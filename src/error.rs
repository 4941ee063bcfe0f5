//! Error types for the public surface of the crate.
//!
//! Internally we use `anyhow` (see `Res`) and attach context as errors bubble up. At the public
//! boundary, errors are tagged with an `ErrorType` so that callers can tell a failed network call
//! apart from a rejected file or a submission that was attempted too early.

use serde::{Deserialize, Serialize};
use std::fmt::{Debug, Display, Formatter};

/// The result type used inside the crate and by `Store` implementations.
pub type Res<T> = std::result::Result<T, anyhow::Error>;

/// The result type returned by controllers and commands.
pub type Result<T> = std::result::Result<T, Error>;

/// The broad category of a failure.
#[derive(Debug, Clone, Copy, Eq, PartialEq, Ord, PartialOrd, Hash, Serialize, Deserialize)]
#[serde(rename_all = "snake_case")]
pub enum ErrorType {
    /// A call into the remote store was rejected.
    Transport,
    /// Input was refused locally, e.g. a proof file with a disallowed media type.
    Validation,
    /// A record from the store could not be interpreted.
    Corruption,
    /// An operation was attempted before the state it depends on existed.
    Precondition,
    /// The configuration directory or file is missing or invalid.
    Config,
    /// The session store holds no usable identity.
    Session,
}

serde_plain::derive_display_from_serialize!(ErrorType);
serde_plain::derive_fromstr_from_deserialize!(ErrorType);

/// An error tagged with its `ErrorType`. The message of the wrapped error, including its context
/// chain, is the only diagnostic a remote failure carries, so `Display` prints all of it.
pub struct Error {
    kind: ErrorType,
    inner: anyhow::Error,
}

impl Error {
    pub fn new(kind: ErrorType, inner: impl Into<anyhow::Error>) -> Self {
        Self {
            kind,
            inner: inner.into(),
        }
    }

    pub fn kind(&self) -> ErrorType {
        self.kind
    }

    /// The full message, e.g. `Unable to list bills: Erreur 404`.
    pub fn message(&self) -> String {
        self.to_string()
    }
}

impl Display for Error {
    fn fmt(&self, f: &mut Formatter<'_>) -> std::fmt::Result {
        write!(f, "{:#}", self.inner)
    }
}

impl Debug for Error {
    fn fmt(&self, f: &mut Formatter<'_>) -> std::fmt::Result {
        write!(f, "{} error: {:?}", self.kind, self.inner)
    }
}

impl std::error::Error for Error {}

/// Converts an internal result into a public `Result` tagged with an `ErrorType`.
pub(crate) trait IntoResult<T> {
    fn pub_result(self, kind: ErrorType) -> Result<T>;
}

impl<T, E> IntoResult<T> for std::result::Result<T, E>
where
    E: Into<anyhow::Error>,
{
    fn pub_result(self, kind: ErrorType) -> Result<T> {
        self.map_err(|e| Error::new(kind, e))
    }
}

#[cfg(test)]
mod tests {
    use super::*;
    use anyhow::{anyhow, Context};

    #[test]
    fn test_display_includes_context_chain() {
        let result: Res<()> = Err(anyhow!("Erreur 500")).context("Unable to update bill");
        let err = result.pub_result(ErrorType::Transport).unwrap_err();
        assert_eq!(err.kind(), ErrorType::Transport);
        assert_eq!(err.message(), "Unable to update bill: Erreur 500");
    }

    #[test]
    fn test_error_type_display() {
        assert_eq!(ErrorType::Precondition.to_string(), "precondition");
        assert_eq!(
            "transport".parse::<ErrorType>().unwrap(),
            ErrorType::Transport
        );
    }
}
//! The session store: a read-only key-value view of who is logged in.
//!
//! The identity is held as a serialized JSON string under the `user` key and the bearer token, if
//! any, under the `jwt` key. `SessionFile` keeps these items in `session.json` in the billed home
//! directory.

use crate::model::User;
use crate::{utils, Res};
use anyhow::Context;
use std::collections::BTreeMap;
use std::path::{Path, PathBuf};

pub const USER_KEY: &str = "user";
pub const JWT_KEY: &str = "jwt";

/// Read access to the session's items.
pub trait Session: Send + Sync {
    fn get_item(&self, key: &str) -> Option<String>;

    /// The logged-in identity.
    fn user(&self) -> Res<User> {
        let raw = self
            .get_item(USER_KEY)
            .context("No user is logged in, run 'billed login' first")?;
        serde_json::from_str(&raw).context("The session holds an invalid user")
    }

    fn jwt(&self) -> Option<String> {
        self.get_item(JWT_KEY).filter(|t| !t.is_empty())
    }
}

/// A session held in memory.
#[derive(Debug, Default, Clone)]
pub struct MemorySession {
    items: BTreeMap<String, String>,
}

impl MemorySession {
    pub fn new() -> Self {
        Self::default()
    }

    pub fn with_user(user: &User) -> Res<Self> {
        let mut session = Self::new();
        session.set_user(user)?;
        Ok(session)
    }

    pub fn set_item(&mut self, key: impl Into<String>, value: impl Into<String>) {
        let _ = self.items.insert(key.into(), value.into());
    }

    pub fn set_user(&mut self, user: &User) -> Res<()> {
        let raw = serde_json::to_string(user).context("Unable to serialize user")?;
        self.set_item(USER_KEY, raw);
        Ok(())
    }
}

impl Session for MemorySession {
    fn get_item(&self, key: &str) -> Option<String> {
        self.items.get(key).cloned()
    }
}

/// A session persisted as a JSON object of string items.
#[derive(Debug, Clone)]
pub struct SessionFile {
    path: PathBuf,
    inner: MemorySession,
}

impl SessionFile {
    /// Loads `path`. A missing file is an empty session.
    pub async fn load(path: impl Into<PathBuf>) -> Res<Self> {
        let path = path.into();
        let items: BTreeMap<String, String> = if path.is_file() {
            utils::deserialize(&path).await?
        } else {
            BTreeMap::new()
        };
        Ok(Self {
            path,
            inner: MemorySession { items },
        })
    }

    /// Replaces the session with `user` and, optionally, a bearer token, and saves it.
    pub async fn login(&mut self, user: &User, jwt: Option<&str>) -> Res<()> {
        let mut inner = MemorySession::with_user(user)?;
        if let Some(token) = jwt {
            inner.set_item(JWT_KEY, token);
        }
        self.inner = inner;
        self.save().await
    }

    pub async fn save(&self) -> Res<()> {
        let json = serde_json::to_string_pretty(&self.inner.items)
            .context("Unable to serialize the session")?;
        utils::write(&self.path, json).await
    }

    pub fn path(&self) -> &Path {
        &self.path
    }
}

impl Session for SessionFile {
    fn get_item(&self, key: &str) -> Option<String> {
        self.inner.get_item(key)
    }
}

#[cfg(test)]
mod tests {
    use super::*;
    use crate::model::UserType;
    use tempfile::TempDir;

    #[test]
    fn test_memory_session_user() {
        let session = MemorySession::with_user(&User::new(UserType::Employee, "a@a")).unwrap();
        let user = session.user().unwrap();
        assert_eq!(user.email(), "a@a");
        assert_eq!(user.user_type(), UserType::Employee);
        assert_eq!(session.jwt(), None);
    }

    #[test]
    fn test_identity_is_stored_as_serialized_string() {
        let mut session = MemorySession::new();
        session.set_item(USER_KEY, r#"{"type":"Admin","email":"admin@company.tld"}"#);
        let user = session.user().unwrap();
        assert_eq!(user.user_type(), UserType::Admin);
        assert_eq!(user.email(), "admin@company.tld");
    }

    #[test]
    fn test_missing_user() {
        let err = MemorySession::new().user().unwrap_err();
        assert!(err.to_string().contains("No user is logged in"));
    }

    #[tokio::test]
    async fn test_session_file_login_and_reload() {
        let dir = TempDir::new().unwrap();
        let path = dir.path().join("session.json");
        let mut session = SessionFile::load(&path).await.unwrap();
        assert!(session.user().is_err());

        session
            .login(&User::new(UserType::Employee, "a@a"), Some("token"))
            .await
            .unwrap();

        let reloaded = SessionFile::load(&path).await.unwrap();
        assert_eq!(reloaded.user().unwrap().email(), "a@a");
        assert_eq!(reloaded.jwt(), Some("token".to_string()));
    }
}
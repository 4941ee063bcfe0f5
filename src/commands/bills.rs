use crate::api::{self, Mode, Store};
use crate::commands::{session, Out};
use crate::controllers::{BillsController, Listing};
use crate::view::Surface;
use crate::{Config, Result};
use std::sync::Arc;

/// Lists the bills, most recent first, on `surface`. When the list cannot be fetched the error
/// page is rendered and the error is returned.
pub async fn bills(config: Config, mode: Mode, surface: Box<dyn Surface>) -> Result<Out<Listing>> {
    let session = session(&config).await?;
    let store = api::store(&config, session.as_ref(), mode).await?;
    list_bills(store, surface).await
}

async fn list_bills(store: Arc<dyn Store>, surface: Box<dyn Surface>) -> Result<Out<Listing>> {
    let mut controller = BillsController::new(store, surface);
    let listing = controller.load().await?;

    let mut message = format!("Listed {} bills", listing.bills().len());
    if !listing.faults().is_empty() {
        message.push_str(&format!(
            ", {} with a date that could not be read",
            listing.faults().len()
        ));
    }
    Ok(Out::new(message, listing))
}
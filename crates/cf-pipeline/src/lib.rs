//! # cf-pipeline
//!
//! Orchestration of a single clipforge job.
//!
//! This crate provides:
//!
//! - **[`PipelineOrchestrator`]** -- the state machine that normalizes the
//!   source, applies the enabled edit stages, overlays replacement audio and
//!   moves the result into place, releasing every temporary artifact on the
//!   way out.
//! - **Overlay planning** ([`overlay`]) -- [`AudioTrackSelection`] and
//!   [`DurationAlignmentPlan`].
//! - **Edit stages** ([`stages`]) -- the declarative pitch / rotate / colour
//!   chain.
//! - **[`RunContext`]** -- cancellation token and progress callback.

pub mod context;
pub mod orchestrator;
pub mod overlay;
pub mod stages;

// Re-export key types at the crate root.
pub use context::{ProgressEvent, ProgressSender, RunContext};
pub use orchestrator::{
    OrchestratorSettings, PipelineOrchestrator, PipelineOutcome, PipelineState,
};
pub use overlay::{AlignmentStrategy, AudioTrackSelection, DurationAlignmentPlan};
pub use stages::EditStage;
----
Aim of the exercise: Extract from the records above the lines from the one containing "use tempfile::TempDir;" to the one containing "assert_eq!(user.user_type(), UserType::Employee);", both lines included, exactly as they appear and with nothing else.

Solution:
    use tempfile::TempDir;

    #[test]
    fn test_memory_session_user() {
        let session = MemorySession::with_user(&User::new(UserType::Employee, "a@a")).unwrap();
        let user = session.user().unwrap();
        assert_eq!(user.email(), "a@a");
        assert_eq!(user.user_type(), UserType::Employee);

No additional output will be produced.